Problem description: The full listing below is to be written out exactly.

Records for this task:
+++++
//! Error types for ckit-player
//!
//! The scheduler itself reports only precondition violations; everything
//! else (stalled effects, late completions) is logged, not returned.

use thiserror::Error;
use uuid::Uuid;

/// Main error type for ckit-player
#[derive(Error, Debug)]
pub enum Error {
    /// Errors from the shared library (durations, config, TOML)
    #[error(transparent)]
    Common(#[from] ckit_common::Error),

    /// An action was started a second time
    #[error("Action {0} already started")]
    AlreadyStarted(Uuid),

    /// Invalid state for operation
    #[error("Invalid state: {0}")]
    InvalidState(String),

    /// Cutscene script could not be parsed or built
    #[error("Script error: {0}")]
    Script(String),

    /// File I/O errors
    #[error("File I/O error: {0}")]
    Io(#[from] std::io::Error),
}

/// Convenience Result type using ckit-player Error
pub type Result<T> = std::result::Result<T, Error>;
+++++
Answer to this problem:
//! Error types for ckit-player
//!
//! The scheduler itself reports only precondition violations; everything
//! else (stalled effects, late completions) is logged, not returned.

use thiserror::Error;
use uuid::Uuid;

/// Main error type for ckit-player
#[derive(Error, Debug)]
pub enum Error {
    /// Errors from the shared library (durations, config, TOML)
    #[error(transparent)]
    Common(#[from] ckit_common::Error),

    /// An action was started a second time
    #[error("Action {0} already started")]
    AlreadyStarted(Uuid),

    /// Invalid state for operation
    #[error("Invalid state: {0}")]
    InvalidState(String),

    /// Cutscene script could not be parsed or built
    #[error("Script error: {0}")]
    Script(String),

    /// File I/O errors
    #[error("File I/O error: {0}")]
    Io(#[from] std::io::Error),
}

/// Convenience Result type using ckit-player Error
pub type Result<T> = std::result::Result<T, Error>;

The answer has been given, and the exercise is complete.